What you will do – The lines from the start of the data through the line containing "copied without parsing" are to be reproduced exactly, both ends included.

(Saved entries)
══════
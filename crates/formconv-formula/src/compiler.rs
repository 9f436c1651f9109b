//! Formula compiler
//!
//! A recursive descent translator from xlsform formulas to the expression
//! syntax of the form engine. There is no AST: each production writes its
//! translation to the output buffer as soon as it is recognized. Operators
//! have no precedence of their own, so an expression is a flat sequence of
//! terms and binary operators, copied in order.

use tracing::trace;

use crate::error::{CompileError, CompileErrorKind, CompileResult, FormulaContext, Position};
use crate::functions;
use crate::scanner::{ScanError, Scanner, Spanned, Token};

/// Prefix marking a formula as raw JavaScript, copied without parsing
pub const JS_PREFIX: &str = "js:";

/// Deepest nesting of parentheses and function calls accepted
pub const MAX_DEPTH: usize = 100;

/// Formula compiler
///
/// Keeps an output buffer reused across calls. Every [`Compiler::compile`]
/// call builds its own parser, so a compiler can be used for any number of
/// formulas in sequence.
#[derive(Debug, Default)]
pub struct Compiler {
    out: String,
}

impl Compiler {
    pub fn new() -> Self {
        Self::default()
    }

    /// Compile `formula`, replacing the self reference `.` with `field_name`
    ///
    /// # Example
    /// ```rust
    /// use formconv_formula::{Compiler, FormulaContext};
    ///
    /// let mut compiler = Compiler::new();
    /// let js = compiler.compile(". > ${min}", FormulaContext::Constraint, "age").unwrap();
    /// assert_eq!(js, "age > min");
    /// ```
    pub fn compile(
        &mut self,
        formula: &str,
        context: FormulaContext<'_>,
        field_name: &str,
    ) -> CompileResult<String> {
        if let Some(js) = formula.trim_start().strip_prefix(JS_PREFIX) {
            return Ok(js.trim_start().to_string());
        }

        self.out.clear();
        Parser::new(formula, context, field_name, &mut self.out).parse_formula()?;
        trace!(%context, formula, js = %self.out, "compiled formula");
        Ok(self.out.clone())
    }
}

/// Compile a single formula with a throwaway [`Compiler`]
pub fn compile(
    formula: &str,
    context: FormulaContext<'_>,
    field_name: &str,
) -> CompileResult<String> {
    Compiler::new().compile(formula, context, field_name)
}

/// Per-call parser state
struct Parser<'a, 'o> {
    scanner: Scanner<'a>,
    peeked: Option<Spanned<'a>>,
    context: FormulaContext<'a>,
    field_name: &'a str,
    out: &'o mut String,
    depth: usize,
}

impl<'a, 'o> Parser<'a, 'o> {
    fn new(
        formula: &'a str,
        context: FormulaContext<'a>,
        field_name: &'a str,
        out: &'o mut String,
    ) -> Self {
        Self {
            scanner: Scanner::new(formula),
            peeked: None,
            context,
            field_name,
            out,
            depth: 0,
        }
    }

    // === Token stream ===

    fn peek(&mut self) -> CompileResult<Spanned<'a>> {
        if let Some(spanned) = self.peeked {
            return Ok(spanned);
        }
        let spanned = self
            .scanner
            .next_token()
            .map_err(|e| self.scan_error(e))?;
        self.peeked = Some(spanned);
        Ok(spanned)
    }

    fn next(&mut self) -> CompileResult<Spanned<'a>> {
        let spanned = self.peek()?;
        self.peeked = None;
        Ok(spanned)
    }

    fn expect(&mut self, expected: Token<'static>) -> CompileResult<Spanned<'a>> {
        let spanned = self.next()?;
        if spanned.token != expected {
            return Err(self.error(
                spanned.pos,
                CompileErrorKind::Expected {
                    expected: expected.to_string(),
                    found: spanned.token.to_string(),
                },
            ));
        }
        Ok(spanned)
    }

    /// Enter a parenthesized expression or call argument list
    fn nest(&mut self, pos: Position) -> CompileResult<()> {
        self.depth += 1;
        if self.depth > MAX_DEPTH {
            return Err(self.error(pos, CompileErrorKind::TooDeep(MAX_DEPTH)));
        }
        Ok(())
    }

    fn error(&self, pos: Position, kind: CompileErrorKind) -> CompileError {
        CompileError::new(self.context, pos, kind)
    }

    fn scan_error(&self, (pos, kind): ScanError) -> CompileError {
        self.error(pos, kind)
    }

    // === Grammar ===

    fn parse_formula(&mut self) -> CompileResult<()> {
        self.parse_expression()?;
        let end = self.next()?;
        if end.token != Token::Eof {
            return Err(self.unexpected(end));
        }
        Ok(())
    }

    /// expr := term (binop term)*
    ///
    /// Stops before the first token that is not a binary operator; the
    /// caller decides whether that token may end the expression.
    fn parse_expression(&mut self) -> CompileResult<()> {
        loop {
            self.parse_term()?;

            let op = self.peek()?;
            let js = match op.token {
                Token::Punct("+") => " + ",
                Token::Punct("-") => " - ",
                Token::Punct("*") => "*",
                Token::Punct("=") => " === ",
                Token::Punct("!=") => " !== ",
                Token::Punct("<") => " < ",
                Token::Punct("<=") => " <= ",
                Token::Punct(">") => " > ",
                Token::Punct(">=") => " >= ",
                Token::Punct("==") => {
                    return Err(self.error(op.pos, CompileErrorKind::DoubleEquals))
                }
                Token::Punct("!") => return Err(self.error(op.pos, CompileErrorKind::UnaryNot)),
                Token::Ident("and") => " && ",
                Token::Ident("or") => " || ",
                Token::Ident("div") => "/",
                Token::Ident("mod") => "%",
                _ => return Ok(()),
            };
            self.next()?;
            self.out.push_str(js);

            if matches!(op.token, Token::Punct("+" | "-")) {
                let following = self.peek()?;
                if is_sign(following.token) {
                    return Err(self.error(following.pos, CompileErrorKind::ConsecutiveSigns));
                }
            }
        }
    }

    /// term := sign? (literal | '${' ident '}' | '.' | '(' expr ')' | call | ident)
    fn parse_term(&mut self) -> CompileResult<()> {
        let mut tok = self.next()?;
        if let Token::Punct(sign @ ("+" | "-")) = tok.token {
            self.out.push_str(sign);
            tok = self.next()?;
            if is_sign(tok.token) {
                return Err(self.error(tok.pos, CompileErrorKind::ConsecutiveSigns));
            }
        }

        match tok.token {
            Token::Number(text) | Token::Str(text) => self.out.push_str(text),
            Token::Punct("$") => {
                self.expect(Token::Punct("{"))?;
                let ident = self.next()?;
                let Token::Ident(name) = ident.token else {
                    return Err(self.error(
                        ident.pos,
                        CompileErrorKind::Expected {
                            expected: "identifier".to_string(),
                            found: ident.token.to_string(),
                        },
                    ));
                };
                self.out.push_str(name);
                self.expect(Token::Punct("}"))?;
            }
            Token::Punct(".") => self.out.push_str(self.field_name),
            Token::Punct("..") => {
                return Err(self.error(tok.pos, CompileErrorKind::ParentReference))
            }
            Token::Punct("!") => return Err(self.error(tok.pos, CompileErrorKind::UnaryNot)),
            Token::Punct("(") => {
                self.nest(tok.pos)?;
                self.out.push('(');
                self.parse_expression()?;
                self.expect(Token::Punct(")"))?;
                self.out.push(')');
                self.depth -= 1;
            }
            Token::Ident("True") => self.out.push_str("true"),
            Token::Ident("False") => self.out.push_str("false"),
            Token::Ident(name) => {
                if self.peek()?.token == Token::Punct("(") {
                    self.parse_call(name, tok.pos)?;
                } else {
                    self.parse_identifier(name, tok.pos)?;
                }
            }
            _ => return Err(self.unexpected(tok)),
        }
        Ok(())
    }

    fn parse_call(&mut self, name: &'a str, pos: Position) -> CompileResult<()> {
        let def = functions::lookup(name)
            .ok_or_else(|| self.error(pos, CompileErrorKind::UnknownFunction(name.to_string())))?;
        self.nest(pos)?;
        self.expect(Token::Punct("("))?;

        let mut args = Vec::new();
        if self.peek()?.token == Token::Punct(")") {
            self.next()?;
        } else {
            loop {
                let start = self.out.len();
                self.parse_expression()?;
                args.push(self.out.split_off(start));

                let sep = self.next()?;
                match sep.token {
                    Token::Punct(",") => continue,
                    Token::Punct(")") => break,
                    _ => {
                        return Err(self.error(
                            sep.pos,
                            CompileErrorKind::Expected {
                                expected: "\",\" or \")\"".to_string(),
                                found: sep.token.to_string(),
                            },
                        ))
                    }
                }
            }
        }

        if !def.accepts(args.len()) {
            return Err(self.error(
                pos,
                CompileErrorKind::ArgumentCount {
                    function: name.to_string(),
                    expected: def.expected_args(),
                    actual: args.len(),
                },
            ));
        }
        def.translation.emit(self.out, &args);
        self.depth -= 1;
        Ok(())
    }

    /// Plain identifiers only name columns of the choice being filtered
    fn parse_identifier(&mut self, name: &str, pos: Position) -> CompileResult<()> {
        if self.context != FormulaContext::ChoiceFilter {
            return Err(self.error(pos, CompileErrorKind::BareIdentifier(name.to_string())));
        }
        let member = match name {
            "name" => "value",
            other => other,
        };
        self.out.push_str("$choice.");
        self.out.push_str(member);
        Ok(())
    }

    fn unexpected(&self, spanned: Spanned<'_>) -> CompileError {
        self.error(
            spanned.pos,
            CompileErrorKind::UnexpectedToken(spanned.token.to_string()),
        )
    }
}

fn is_sign(token: Token<'_>) -> bool {
    matches!(token, Token::Punct("+" | "-"))
}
══════
Response below –
filename crates/formconv-formula/src/compiler.rs
repository 9f436c1651f9109b
//! Formula compiler
//!
//! A recursive descent translator from xlsform formulas to the expression
//! syntax of the form engine. There is no AST: each production writes its
//! translation to the output buffer as soon as it is recognized. Operators
//! have no precedence of their own, so an expression is a flat sequence of
//! terms and binary operators, copied in order.

use tracing::trace;

use crate::error::{CompileError, CompileErrorKind, CompileResult, FormulaContext, Position};
use crate::functions;
use crate::scanner::{ScanError, Scanner, Spanned, Token};

/// Prefix marking a formula as raw JavaScript, copied without parsing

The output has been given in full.